McDermott Will & Emery LLP, of Boston, Massachusetts (Peter L. Resnick on the brief and orally), Smith Lee Nebenzahl LLP, of Sharon, Massachusetts (Emily E. Smith–Lee on the brief), and Devine, Millimet & Branch P.A., of Manchester (George R. Moore and Joshua M. Wyatt on the brief), for the plaintiff.

McLane, Graf, Raulerson & Middleton P.A., of Manchester (Wilbur A. Glahn, III on the brief), and Latham & Watkins LLP, of Washington, D.C. (Everett C. Johnson, Jr. & a. on the brief, and Mr. Johnson orally), for the defendants.

CONBOY, J.

This appeal and cross-appeal are from decisions of the Superior Court (McHugh, J.) on remand after we decided Foundation for Seacoast Health v. HCA Health Services of New Hampshire, 157 N.H. 487, 953 A.2d 420 (2008)( Foundation I ). We affirm in part and reverse in part.

This case and Foundation I involve the same parties and relate to a 1983 Asset Purchase Agreement (the Agreement) under which the trustees of Portsmouth Regional Hospital (the Hospital) agreed to sell the Hospital to defendants Hospital Corporation of America (HCA) and HCA Health Services of New Hampshire, Inc. (HCA–NH).
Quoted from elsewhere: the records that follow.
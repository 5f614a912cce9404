use thiserror::Error;

/// Failures surfaced by a render backend. Fatal to the call that produced them.
#[derive(Debug, Error)]
pub enum BackendError {
    #[error("surface error: {0}")]
    Surface(String),

    #[error("texture error: {0}")]
    Texture(String),

    #[error("{0} is not supported by this backend")]
    Unsupported(&'static str),

    #[error("depth target holds {actual} values but the framebuffer has {expected}")]
    DepthBufferSize { expected: usize, actual: usize },

    #[error(transparent)]
    Io(#[from] std::io::Error),
}
//! Input adapters: native windows and the events they produce.

pub mod winit;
Foundation I , 157 N.H. at 489, 953 A.2d 420. The plaintiff, the Foundation for Seacoast Health, is a non-profit entity created with the proceeds from the Hospital's 1983 sale. Id . The defendants are HCA, its successors, and HCA–NH. Id . at 488, 953 A.2d 420. In 1983, HCA was a publicly traded company that owned all of the common stock of HCA–NH. Id . at 489, 953 A.2d 420. HCA currently is survived by a successor company. Id . For ease of reference, we refer to HCA and its successors as "HCA." HCA–NH has owned and operated the Hospital since the 1983 Agreement. Id . at 490, 953 A.2d 420.

The dispute between the parties centers upon the meaning and effect of Section 5.2.11(a) of the Agreement, which, among other things, affords the Foundation the right to "repurchase" the Hospital's tangible assets under certain conditions. Id . at 489, 953 A.2d 420. The parties' dispute began in 2006, when the Foundation brought a petition in equity to enforce that right. See id . at 490–91, 953 A.2d 420.
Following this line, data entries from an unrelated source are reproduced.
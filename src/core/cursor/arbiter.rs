//! Per-frame arbitration of who owns the native cursor: the host, the
//! embedded GUI, or nobody (hidden).
//!
//! The arbiter is fed last frame's outcome when deciding whether the GUI may
//! touch the cursor during its own update. That one-frame lag is intentional:
//! computing suppression from the current frame makes the cursor flicker
//! between the host shape and the GUI shape.

use log::debug;

use crate::core::cursor::cursor_shape::{CursorChoice, CursorRequest, CursorShape};

/// The cursor the embedded GUI would like to show.
#[derive(Debug, Clone, Copy, PartialEq, Eq, Default)]
pub enum GuiCursor {
    /// GUI wants no cursor at all.
    None,
    /// GUI draws its own cursor in software.
    DrawsOwn,
    /// GUI wants a specific non-default shape (text beam, resize handle, ...).
    Special,
    #[default]
    Default,
}

#[derive(Debug, Clone, Copy, PartialEq, Eq, Default)]
pub struct GuiCursorSignal {
    pub desired: GuiCursor,
    pub wants_mouse_capture: bool,
}

#[derive(Debug, Clone, Copy, PartialEq, Eq, Default)]
pub enum AppliedCursorState {
    #[default]
    GuiControlled,
    UserShape(CursorShape),
    UserHidden,
}

/// Native cursor operations the arbiter needs.
pub trait CursorSink {
    fn set_cursor_visible(&mut self, visible: bool);

    /// Returns `false` when the platform has no cursor for `shape`.
    fn set_cursor_shape(&mut self, shape: CursorShape) -> bool;
}

#[derive(Debug, Default)]
pub struct CursorArbiter {
    request: CursorRequest,
    applied: AppliedCursorState,
}

impl CursorArbiter {
    #[must_use]
    pub fn new() -> Self {
        Self::default()
    }

    pub fn set_request(&mut self, request: CursorRequest) {
        self.request = request;
    }

    #[must_use]
    pub fn request(&self) -> CursorRequest {
        self.request
    }

    #[must_use]
    pub fn applied(&self) -> AppliedCursorState {
        self.applied
    }

    /// Whether the GUI must leave the native cursor alone during its next update.
    /// Decided from the previous frame's outcome, before the GUI runs: the host
    /// shape was applied, or the host asked for a hidden cursor. Hiding driven
    /// by the GUI's own signal leaves the GUI free.
    #[must_use]
    pub fn gui_cursor_suppressed(&self) -> bool {
        matches!(self.applied, AppliedCursorState::UserShape(_))
            || self.request.choice == CursorChoice::Hidden
    }

    pub fn arbitrate(
        &mut self,
        gui: GuiCursorSignal,
        sink: &mut impl CursorSink,
    ) -> AppliedCursorState {
        let next = match self.request.choice {
            CursorChoice::Default => AppliedCursorState::GuiControlled,
            CursorChoice::Hidden => AppliedCursorState::UserHidden,
            CursorChoice::Shape(_)
                if matches!(gui.desired, GuiCursor::None | GuiCursor::DrawsOwn) =>
            {
                AppliedCursorState::UserHidden
            }
            CursorChoice::Shape(_)
                if !self.request.force
                    && (gui.desired == GuiCursor::Special || gui.wants_mouse_capture) =>
            {
                AppliedCursorState::GuiControlled
            }
            CursorChoice::Shape(shape) => AppliedCursorState::UserShape(shape),
        };

        self.apply(next, sink);
        next
    }

    fn apply(&mut self, next: AppliedCursorState, sink: &mut impl CursorSink) {
        let previous = self.applied;
        self.applied = next;

        if previous == next {
            return;
        }

        match next {
            AppliedCursorState::UserHidden => sink.set_cursor_visible(false),
            AppliedCursorState::UserShape(shape) => {
                sink.set_cursor_visible(true);
                if !sink.set_cursor_shape(shape) {
                    debug!("cursor shape {shape:?} unavailable, falling back to arrow");
                    sink.set_cursor_shape(CursorShape::Arrow);
                }
            }
            AppliedCursorState::GuiControlled => {
                // The GUI re-applies its own shape; visibility is ours to restore.
                if previous == AppliedCursorState::UserHidden {
                    sink.set_cursor_visible(true);
                }
            }
        }
    }
}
Foundation I concerned two transactions, one in 2006 and the other in 1999, which the Foundation contended violated Section 5.2.1 1(a). Id . In the 2006 transaction, a group of private investors acquired the stock of HCA Inc., which was the corporate grandparent of HCA and the corporate great-grandparent of HCA–NH. Id . at 490, 953 A.2d 420. In the 1999 transaction, HCA transferred to its corporate parent, Healthtrust, Inc.—The Hospital Company (Healthtrust), all of its interest in HCA–NH's corporate parent. Id . at 490–91, 953 A.2d 420. We affirmed the grant of summary judgment to the defendants on the Foundation's claims related to the 2006 transaction and vacated the dismissal of the Foundation's claims related to the 1999 transaction. Id . at 496–97, 502, 953 A.2d 420. We remanded to the trial court for further proceedings consistent with our opinion. Id . at 502, 953 A.2d 420.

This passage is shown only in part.